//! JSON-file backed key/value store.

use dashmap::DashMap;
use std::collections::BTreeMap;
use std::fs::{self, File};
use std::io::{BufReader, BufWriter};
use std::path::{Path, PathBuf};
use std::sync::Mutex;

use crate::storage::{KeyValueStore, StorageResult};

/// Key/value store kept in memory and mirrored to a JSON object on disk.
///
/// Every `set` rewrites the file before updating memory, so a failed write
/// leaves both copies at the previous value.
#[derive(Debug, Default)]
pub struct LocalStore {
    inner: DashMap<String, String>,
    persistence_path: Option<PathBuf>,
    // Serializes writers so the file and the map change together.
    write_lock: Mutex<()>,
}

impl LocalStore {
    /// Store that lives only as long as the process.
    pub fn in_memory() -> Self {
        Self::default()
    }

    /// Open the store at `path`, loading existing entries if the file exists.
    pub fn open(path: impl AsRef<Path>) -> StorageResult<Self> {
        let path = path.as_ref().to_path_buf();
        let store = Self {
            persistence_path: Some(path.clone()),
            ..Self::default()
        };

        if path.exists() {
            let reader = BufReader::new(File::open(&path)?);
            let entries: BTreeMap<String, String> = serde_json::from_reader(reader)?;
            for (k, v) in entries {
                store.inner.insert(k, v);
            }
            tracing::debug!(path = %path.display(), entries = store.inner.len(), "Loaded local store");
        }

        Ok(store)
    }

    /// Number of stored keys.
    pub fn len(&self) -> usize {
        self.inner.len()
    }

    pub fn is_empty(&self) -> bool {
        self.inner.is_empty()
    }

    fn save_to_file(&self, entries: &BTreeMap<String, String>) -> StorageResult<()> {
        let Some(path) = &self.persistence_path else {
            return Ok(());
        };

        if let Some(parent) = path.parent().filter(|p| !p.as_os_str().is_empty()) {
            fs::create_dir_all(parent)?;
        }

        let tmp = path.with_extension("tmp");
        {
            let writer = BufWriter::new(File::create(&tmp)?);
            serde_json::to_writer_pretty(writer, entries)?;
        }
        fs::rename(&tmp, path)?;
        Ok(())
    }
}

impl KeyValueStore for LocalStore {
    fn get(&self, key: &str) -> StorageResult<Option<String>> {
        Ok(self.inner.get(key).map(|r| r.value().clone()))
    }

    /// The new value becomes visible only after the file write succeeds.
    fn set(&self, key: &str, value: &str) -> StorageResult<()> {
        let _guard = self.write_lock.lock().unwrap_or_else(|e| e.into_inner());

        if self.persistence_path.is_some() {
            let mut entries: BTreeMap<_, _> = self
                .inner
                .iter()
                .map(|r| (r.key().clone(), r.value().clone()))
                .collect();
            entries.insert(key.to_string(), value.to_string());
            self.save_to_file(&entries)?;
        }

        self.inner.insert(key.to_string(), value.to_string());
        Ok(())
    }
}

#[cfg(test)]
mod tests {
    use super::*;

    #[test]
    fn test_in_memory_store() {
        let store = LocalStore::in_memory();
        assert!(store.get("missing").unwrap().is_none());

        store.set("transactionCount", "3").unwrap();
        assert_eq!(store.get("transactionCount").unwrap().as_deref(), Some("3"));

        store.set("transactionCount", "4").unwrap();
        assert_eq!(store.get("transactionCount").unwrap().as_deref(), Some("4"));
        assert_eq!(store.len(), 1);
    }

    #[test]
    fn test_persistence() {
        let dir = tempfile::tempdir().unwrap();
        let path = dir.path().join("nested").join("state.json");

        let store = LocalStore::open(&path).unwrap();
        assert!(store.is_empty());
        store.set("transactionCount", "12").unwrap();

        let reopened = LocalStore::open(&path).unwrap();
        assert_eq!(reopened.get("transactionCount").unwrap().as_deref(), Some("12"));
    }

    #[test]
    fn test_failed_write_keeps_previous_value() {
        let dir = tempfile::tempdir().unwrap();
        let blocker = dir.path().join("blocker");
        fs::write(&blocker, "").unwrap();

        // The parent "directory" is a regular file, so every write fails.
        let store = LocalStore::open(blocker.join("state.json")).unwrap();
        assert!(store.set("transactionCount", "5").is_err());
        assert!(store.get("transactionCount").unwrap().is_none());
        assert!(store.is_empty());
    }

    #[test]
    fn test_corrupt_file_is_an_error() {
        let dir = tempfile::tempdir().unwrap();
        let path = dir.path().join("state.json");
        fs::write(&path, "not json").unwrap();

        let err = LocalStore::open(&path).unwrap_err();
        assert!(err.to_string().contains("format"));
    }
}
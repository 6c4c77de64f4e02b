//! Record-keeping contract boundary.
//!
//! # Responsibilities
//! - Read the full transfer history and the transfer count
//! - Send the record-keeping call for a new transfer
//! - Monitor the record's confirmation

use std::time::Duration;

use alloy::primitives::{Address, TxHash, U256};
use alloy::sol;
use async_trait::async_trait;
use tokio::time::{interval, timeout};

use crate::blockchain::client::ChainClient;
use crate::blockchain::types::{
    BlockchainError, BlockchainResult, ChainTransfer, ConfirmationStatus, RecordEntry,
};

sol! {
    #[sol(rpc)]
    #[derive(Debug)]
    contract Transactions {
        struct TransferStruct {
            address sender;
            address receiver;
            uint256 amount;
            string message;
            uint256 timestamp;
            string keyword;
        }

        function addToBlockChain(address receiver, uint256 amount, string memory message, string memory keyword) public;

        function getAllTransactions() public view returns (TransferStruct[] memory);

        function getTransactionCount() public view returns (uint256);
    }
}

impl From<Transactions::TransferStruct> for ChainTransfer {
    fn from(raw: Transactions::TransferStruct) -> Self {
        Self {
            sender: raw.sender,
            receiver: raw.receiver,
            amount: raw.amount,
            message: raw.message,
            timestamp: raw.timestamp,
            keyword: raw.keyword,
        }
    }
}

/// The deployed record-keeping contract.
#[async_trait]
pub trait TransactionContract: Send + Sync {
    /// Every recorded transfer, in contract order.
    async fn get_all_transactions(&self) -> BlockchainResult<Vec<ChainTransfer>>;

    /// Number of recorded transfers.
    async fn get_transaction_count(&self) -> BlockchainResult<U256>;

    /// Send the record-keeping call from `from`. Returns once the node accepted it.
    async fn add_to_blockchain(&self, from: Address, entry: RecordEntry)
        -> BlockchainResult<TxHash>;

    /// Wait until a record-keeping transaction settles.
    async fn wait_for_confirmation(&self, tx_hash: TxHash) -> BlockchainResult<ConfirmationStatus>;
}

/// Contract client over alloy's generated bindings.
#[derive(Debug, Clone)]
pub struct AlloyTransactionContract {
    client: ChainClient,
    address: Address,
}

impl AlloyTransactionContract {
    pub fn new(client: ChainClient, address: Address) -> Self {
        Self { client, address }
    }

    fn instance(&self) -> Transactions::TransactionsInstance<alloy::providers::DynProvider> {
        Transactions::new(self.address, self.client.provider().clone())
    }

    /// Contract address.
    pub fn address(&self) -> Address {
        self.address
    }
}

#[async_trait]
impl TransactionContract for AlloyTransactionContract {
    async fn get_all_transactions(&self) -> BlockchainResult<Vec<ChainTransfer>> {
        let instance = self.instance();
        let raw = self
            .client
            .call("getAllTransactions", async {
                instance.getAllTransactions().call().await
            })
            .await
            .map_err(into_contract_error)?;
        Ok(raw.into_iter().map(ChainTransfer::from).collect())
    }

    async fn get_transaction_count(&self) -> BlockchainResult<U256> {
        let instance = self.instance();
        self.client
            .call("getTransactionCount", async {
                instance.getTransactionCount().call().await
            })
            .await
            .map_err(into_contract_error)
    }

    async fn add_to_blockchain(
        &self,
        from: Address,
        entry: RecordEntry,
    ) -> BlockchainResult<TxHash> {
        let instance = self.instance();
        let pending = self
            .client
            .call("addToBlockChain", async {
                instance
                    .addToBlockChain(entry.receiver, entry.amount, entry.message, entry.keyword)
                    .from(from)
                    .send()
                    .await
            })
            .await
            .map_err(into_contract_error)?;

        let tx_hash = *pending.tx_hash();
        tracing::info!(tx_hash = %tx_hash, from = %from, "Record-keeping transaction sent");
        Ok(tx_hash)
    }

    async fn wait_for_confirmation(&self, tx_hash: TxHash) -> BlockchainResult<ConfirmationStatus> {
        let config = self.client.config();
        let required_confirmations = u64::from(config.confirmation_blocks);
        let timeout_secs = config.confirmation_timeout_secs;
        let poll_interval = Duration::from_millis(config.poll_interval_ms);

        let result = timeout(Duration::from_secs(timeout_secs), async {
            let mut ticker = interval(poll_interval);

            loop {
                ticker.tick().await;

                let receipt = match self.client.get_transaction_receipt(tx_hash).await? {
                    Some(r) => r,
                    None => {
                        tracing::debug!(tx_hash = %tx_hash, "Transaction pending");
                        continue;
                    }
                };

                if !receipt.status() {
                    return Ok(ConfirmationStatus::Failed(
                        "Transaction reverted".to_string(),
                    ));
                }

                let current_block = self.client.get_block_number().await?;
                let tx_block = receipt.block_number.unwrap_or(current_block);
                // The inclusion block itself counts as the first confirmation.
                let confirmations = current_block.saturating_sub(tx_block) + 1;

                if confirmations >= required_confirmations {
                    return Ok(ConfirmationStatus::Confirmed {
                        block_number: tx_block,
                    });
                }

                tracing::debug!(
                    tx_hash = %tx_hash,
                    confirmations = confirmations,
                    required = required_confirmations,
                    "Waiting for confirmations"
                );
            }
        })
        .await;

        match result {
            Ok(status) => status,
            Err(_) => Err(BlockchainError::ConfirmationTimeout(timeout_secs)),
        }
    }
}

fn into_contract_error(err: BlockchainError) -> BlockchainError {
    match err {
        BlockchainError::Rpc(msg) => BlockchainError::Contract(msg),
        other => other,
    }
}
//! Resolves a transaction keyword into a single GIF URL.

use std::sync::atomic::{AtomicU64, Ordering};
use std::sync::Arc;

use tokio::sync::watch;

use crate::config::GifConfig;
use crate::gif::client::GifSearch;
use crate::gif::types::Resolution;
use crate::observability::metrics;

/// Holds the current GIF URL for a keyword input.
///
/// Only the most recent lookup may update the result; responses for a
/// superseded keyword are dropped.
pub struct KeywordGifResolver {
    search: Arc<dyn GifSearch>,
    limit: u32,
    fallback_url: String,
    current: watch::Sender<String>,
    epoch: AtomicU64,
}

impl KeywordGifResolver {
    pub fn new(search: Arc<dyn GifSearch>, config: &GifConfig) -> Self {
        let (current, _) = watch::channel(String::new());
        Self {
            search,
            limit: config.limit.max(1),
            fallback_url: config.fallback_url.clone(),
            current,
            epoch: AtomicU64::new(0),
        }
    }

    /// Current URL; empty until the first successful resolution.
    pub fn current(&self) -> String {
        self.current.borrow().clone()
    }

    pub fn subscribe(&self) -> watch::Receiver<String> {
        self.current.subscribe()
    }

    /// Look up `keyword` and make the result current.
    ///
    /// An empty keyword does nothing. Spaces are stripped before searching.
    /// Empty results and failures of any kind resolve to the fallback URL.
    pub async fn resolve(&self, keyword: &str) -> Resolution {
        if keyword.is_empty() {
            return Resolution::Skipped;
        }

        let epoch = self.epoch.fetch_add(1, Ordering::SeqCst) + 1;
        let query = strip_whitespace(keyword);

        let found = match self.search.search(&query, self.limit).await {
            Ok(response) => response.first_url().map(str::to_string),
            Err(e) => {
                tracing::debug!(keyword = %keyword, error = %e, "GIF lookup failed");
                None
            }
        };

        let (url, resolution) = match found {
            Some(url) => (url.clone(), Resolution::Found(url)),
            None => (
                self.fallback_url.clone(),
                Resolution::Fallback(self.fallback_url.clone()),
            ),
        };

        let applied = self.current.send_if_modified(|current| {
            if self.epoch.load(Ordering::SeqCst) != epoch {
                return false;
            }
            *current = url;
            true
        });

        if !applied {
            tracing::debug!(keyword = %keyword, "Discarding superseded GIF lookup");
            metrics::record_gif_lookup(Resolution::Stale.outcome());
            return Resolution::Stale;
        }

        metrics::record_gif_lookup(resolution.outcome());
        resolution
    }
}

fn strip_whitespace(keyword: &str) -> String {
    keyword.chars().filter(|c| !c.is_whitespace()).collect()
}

**Work instructions**
Return nothing but the lines from the start of the listing above through the line containing "use std::sync::Mutex;", exactly as given.

**Output for this task**
//! JSON-file backed key/value store.

use dashmap::DashMap;
use std::collections::BTreeMap;
use std::fs::{self, File};
use std::io::{BufReader, BufWriter};
use std::path::{Path, PathBuf};
use std::sync::Mutex;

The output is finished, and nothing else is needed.